Elena reached for his hands, gasping. "Damon! I'm sorry!"

"GET OUT OF HERE," Sage was roaring.

"We have to get to Stefan," Elena said, and grabbed Bonnie with her other hand. "Help guide me, please. I can't see the ring very well." Meredith, she trusted, would get to the Shi no Shi building on her own resources.

And then there was a nightmare of running and flinching and false alarms by a shaken Bonnie. Twice the horror from above came skimming straight toward them only to crash just in front of them, or a little to the side, breaking wood and tile road alike, throwing up clouds of dust. Elena didn't know about all owls, but Bloddeuwedd swooped down at an angle on her prey, then opened her wings and dropped at the last moment. Part of the worst thing about the giant owl was her silence.

There was no rustling to warn them of where she might be. Something in her own feathers muffled the sound, so that they never knew when she was going to drop next.

In the end they had to crawl through all sorts of rubbish, going as fast as they could, holding wood, glass, anything sharp over their heads, as Bloddeuwedd made another pass.

And all the time Elena was trying to use her Power. It was not a Power she had used before, but she could feel its name shaping her lips.
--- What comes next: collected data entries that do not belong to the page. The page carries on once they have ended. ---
//! Logging bootstrap.
//!
//! The engine only speaks the `log` facade; this module installs the
//! `env_logger` backend used by binaries and tests.

mod init;

pub use init::{init_logging, LoggingConfig};
//! Adapter/device negotiation behind a blocking façade.
//!
//! wgpu completes adapter and device requests asynchronously. Each function
//! here issues exactly one request and blocks the calling thread on that one
//! future with `pollster`; no executor or event loop is involved.

use anyhow::{bail, Context, Result};

use super::events::DeviceEvents;
use super::init::{GpuInit, RequiredLimits};

/// Adapter, device and queue produced by a successful negotiation.
pub struct GpuDevice {
    pub adapter: wgpu::Adapter,
    pub device: wgpu::Device,
    pub queue: wgpu::Queue,
    pub events: DeviceEvents,
}

/// Requests an adapter and blocks until the driver answers.
pub fn acquire_adapter(
    instance: &wgpu::Instance,
    options: &wgpu::RequestAdapterOptions<'_, '_>,
) -> Result<wgpu::Adapter> {
    let adapter = match pollster::block_on(instance.request_adapter(options)) {
        Ok(adapter) => adapter,
        Err(err) => {
            log::error!("could not get a GPU adapter: {err}");
            return Err(err).context("failed to find a suitable GPU adapter");
        }
    };

    let info = adapter.get_info();
    log::info!(
        "adapter: {} ({:?}, {:?}, driver: {} {})",
        info.name,
        info.backend,
        info.device_type,
        info.driver,
        info.driver_info
    );

    Ok(adapter)
}

/// Requests a device from `adapter` and blocks until the driver answers.
///
/// `required` is checked against the adapter before the request is issued so
/// an unsatisfiable descriptor is reported per limit instead of as an opaque
/// driver failure.
pub fn acquire_device(
    adapter: &wgpu::Adapter,
    descriptor: &wgpu::DeviceDescriptor<'_>,
    required: &RequiredLimits,
) -> Result<(wgpu::Device, wgpu::Queue)> {
    let unmet = required.unmet_by(&adapter.limits());
    if !unmet.is_empty() {
        for shortfall in &unmet {
            log::error!("adapter limit too low: {shortfall}");
        }
        bail!(
            "adapter cannot satisfy {} required limit(s): {}",
            unmet.len(),
            unmet
                .iter()
                .map(|s| s.name)
                .collect::<Vec<_>>()
                .join(", ")
        );
    }

    match pollster::block_on(adapter.request_device(descriptor)) {
        Ok(pair) => Ok(pair),
        Err(err) => {
            log::error!("could not get a GPU device: {err}");
            Err(err).context("failed to create wgpu device/queue")
        }
    }
}

/// The two driver requests negotiation issues.
///
/// [`InstanceRequests`] is the real implementation; wrappers can observe or
/// count the calls.
pub trait DeviceRequests {
    fn request_adapter(
        &mut self,
        options: &wgpu::RequestAdapterOptions<'_, '_>,
    ) -> Result<wgpu::Adapter>;

    fn request_device(
        &mut self,
        adapter: &wgpu::Adapter,
        descriptor: &wgpu::DeviceDescriptor<'_>,
        required: &RequiredLimits,
    ) -> Result<(wgpu::Device, wgpu::Queue)>;
}

/// Requests served by a `wgpu::Instance` through [`acquire_adapter`] and
/// [`acquire_device`].
pub struct InstanceRequests<'a>(pub &'a wgpu::Instance);

impl DeviceRequests for InstanceRequests<'_> {
    fn request_adapter(
        &mut self,
        options: &wgpu::RequestAdapterOptions<'_, '_>,
    ) -> Result<wgpu::Adapter> {
        acquire_adapter(self.0, options)
    }

    fn request_device(
        &mut self,
        adapter: &wgpu::Adapter,
        descriptor: &wgpu::DeviceDescriptor<'_>,
        required: &RequiredLimits,
    ) -> Result<(wgpu::Device, wgpu::Queue)> {
        acquire_device(adapter, descriptor, required)
    }
}

/// Runs the full negotiation: one adapter request, then one device request.
///
/// `compatible_surface` restricts adapter selection to ones able to present to
/// it; headless callers pass `None`.
pub fn negotiate(
    instance: &wgpu::Instance,
    init: &GpuInit,
    compatible_surface: Option<&wgpu::Surface<'_>>,
) -> Result<GpuDevice> {
    negotiate_with(&mut InstanceRequests(instance), init, compatible_surface)
}

/// [`negotiate`] over any [`DeviceRequests`] implementation.
pub fn negotiate_with<R: DeviceRequests>(
    requests: &mut R,
    init: &GpuInit,
    compatible_surface: Option<&wgpu::Surface<'_>>,
) -> Result<GpuDevice> {
    let adapter = requests.request_adapter(&wgpu::RequestAdapterOptions {
        power_preference: init.power_preference,
        compatible_surface,
        force_fallback_adapter: false,
    })?;
    log::debug!("adapter features: {:?}", adapter.features());

    let descriptor = wgpu::DeviceDescriptor {
        label: Some("tessera device"),
        required_features: init.required_features,
        // Surfaces may be as large as the adapter allows.
        required_limits: wgpu::Limits {
            max_texture_dimension_2d: adapter.limits().max_texture_dimension_2d,
            ..init.required_limits.to_wgpu()
        },
        experimental_features: wgpu::ExperimentalFeatures::disabled(),
        memory_hints: wgpu::MemoryHints::Performance,
        trace: wgpu::Trace::Off,
    };

    let (device, queue) = requests.request_device(&adapter, &descriptor, &init.required_limits)?;
    log::debug!("device features: {:?}", device.features());
    log::debug!("device limits: {:#?}", device.limits());

    let events = DeviceEvents::install(&device);

    Ok(GpuDevice {
        adapter,
        device,
        queue,
        events,
    })
}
What she could not feel, could not force, was a connection between the words and the Power.

I'm useless as a heroine, she thought. I'm pathetic. They should have given these Powers to someone who already knew how to control such things. Or, no, they should have given them to someone and then given the someone a course on how to use them. Or - no -

"Elena!" Rubbish was flying in front of her, but then she was cutting left and somehow getting around it. And then she was on the ground and looking up at Damon, who had protected her with his body.

"Thank you," she whispered.

"Come on!"

"I'm sorry," she whispered and held out her right hand, with the ring on it, for him to take.

And then she doubled up, heaving with sobs. She could hear the flapping of Bloddeuwedd right above her.